1. does crypt take alot of nutrient or iron more?
2. how to grow them fast and bushy.

my nurri is growing very slow. wonder if it lack of nutrient ...as the leave is very slim and small.

Thanks
Best Regards
TS


----------



## HeyPK (Jan 23, 2004)

Nuri is quite hard to grow. I can't help you there. Maybe somebody else has the secret for success with nuri. 

There is nothing special about planting crypts. It does not seem to matter if the rhizome is at the surface of the substrate or below it. They are pretty good at getting iron from the substrate. To grow them fast and bushy, requires good light, CO2 and nutrients.


----------



## ts168 (Apr 13, 2004)

Thanks PK,

Another question is: Does ADA soil a better subtrate for growing Crypt?
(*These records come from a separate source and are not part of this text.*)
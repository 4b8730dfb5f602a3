//! Ordered, index-addressed collection of bot configurations.
//!
//! The account service stores configurations as a positional list:
//! removing entry `i` shifts every later entry down by one. This wrapper
//! makes that contract explicit and turns out-of-range access into a typed
//! error instead of a panic. Callers must re-read indices after any
//! mutation rather than holding them across a delete.

use serde::{Deserialize, Serialize};

use super::config::BotConfig;
use crate::error::Error;

/// The user's configurations, addressed by position.
#[derive(Debug, Clone, Default, PartialEq, Serialize, Deserialize)]
#[serde(transparent)]
pub struct BotRoster {
    configs: Vec<BotConfig>,
}

impl BotRoster {
    pub fn new(configs: Vec<BotConfig>) -> Self {
        Self { configs }
    }

    pub fn len(&self) -> usize {
        self.configs.len()
    }

    pub fn is_empty(&self) -> bool {
        self.configs.is_empty()
    }

    pub fn get(&self, index: usize) -> Result<&BotConfig, Error> {
        self.configs.get(index).ok_or(Error::IndexOutOfRange(index))
    }

    /// Append a configuration; it becomes addressable at `len() - 1`.
    pub fn push(&mut self, config: BotConfig) {
        self.configs.push(config);
    }

    /// Replace the configuration at `index` wholesale.
    pub fn replace(&mut self, index: usize, config: BotConfig) -> Result<(), Error> {
        match self.configs.get_mut(index) {
            Some(slot) => {
                *slot = config;
                Ok(())
            }
            None => Err(Error::IndexOutOfRange(index)),
        }
    }

    /// Remove the configuration at `index`. Every entry after it shifts
    /// down by one position.
    pub fn remove(&mut self, index: usize) -> Result<BotConfig, Error> {
        if index >= self.configs.len() {
            return Err(Error::IndexOutOfRange(index));
        }
        Ok(self.configs.remove(index))
    }

    pub fn iter(&self) -> impl Iterator<Item = &BotConfig> {
        self.configs.iter()
    }

    pub fn as_slice(&self) -> &[BotConfig] {
        &self.configs
    }
}

impl IntoIterator for BotRoster {
    type Item = BotConfig;
    type IntoIter = std::vec::IntoIter<BotConfig>;

    fn into_iter(self) -> Self::IntoIter {
        self.configs.into_iter()
    }
}

#[cfg(test)]
mod tests {
    use super::*;
    use crate::models::config::StrategyType;

    fn roster() -> BotRoster {
        BotRoster::new(vec![
            BotConfig::default_for(StrategyType::Grid),
            BotConfig::default_for(StrategyType::MacdRsi),
            BotConfig::default_for(StrategyType::EmaScalping),
        ])
    }

    #[test]
    fn test_remove_shifts_later_indices() {
        let mut r = roster();
        let removed = r.remove(1).unwrap();
        assert_eq!(removed.strategy_type(), StrategyType::MacdRsi);

        // What used to live at index 2 is now at index 1.
        assert_eq!(r.len(), 2);
        assert_eq!(
            r.get(1).unwrap().strategy_type(),
            StrategyType::EmaScalping
        );
    }

    #[test]
    fn test_stale_index_is_rejected() {
        let mut r = roster();
        r.remove(2).unwrap();
        assert!(matches!(r.remove(2), Err(Error::IndexOutOfRange(2))));
        assert!(matches!(r.get(5), Err(Error::IndexOutOfRange(5))));
    }

    #[test]
    fn test_replace_in_place() {
        let mut r = roster();
        let toggled = r.get(0).unwrap().toggle_mode();
        r.replace(0, toggled).unwrap();
        assert!(r.get(0).unwrap().is_automated());

        let config = BotConfig::default_for(StrategyType::Grid);
        assert!(matches!(
            r.replace(3, config),
            Err(Error::IndexOutOfRange(3))
        ));
    }
}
So does crypt need more nutrient or iron?


----------



## HeyPK (Jan 23, 2004)

Somebody else come in and answer the question about ADA soil. I have never used it. I go with aquarium gravel with a layer of 50:50 peat-topsoil mix about a half inch under the surface.


----------



## ts168 (Apr 13, 2004)

Thanks PK,

So what is 50:50 peat-topsoil mix !! Sorry for asking again?


----------



## HeyPK (Jan 23, 2004)

I get some topsoil from a nearby woods (Scrape away the leaves and get the top two inches or so of dark soil.) and mix with an equal volume of peat. For crypts, I use this with about a half inch of aquarium gravel on top. I get equally good results if I take the peat-soil mix and mix it with an equal volume of aquarium gravel and put straight aquarium gravel on top of that. For that matter, I get just as good results if I just grow the crypts in the peat-soil mix without any aquarium gravel on top. It works for all the Sri-Lankan crypts, wendtii, beckettii, undulata, walkeri, parva, C. x willisii, etc.; also pontederiifolia, cordata and crispatula.


----------



## Xema (Mar 24, 2004)

The most important thing to grow crypt is the ph raction of the soil. 

You must provide all nutrients, and a good water flow in the set up.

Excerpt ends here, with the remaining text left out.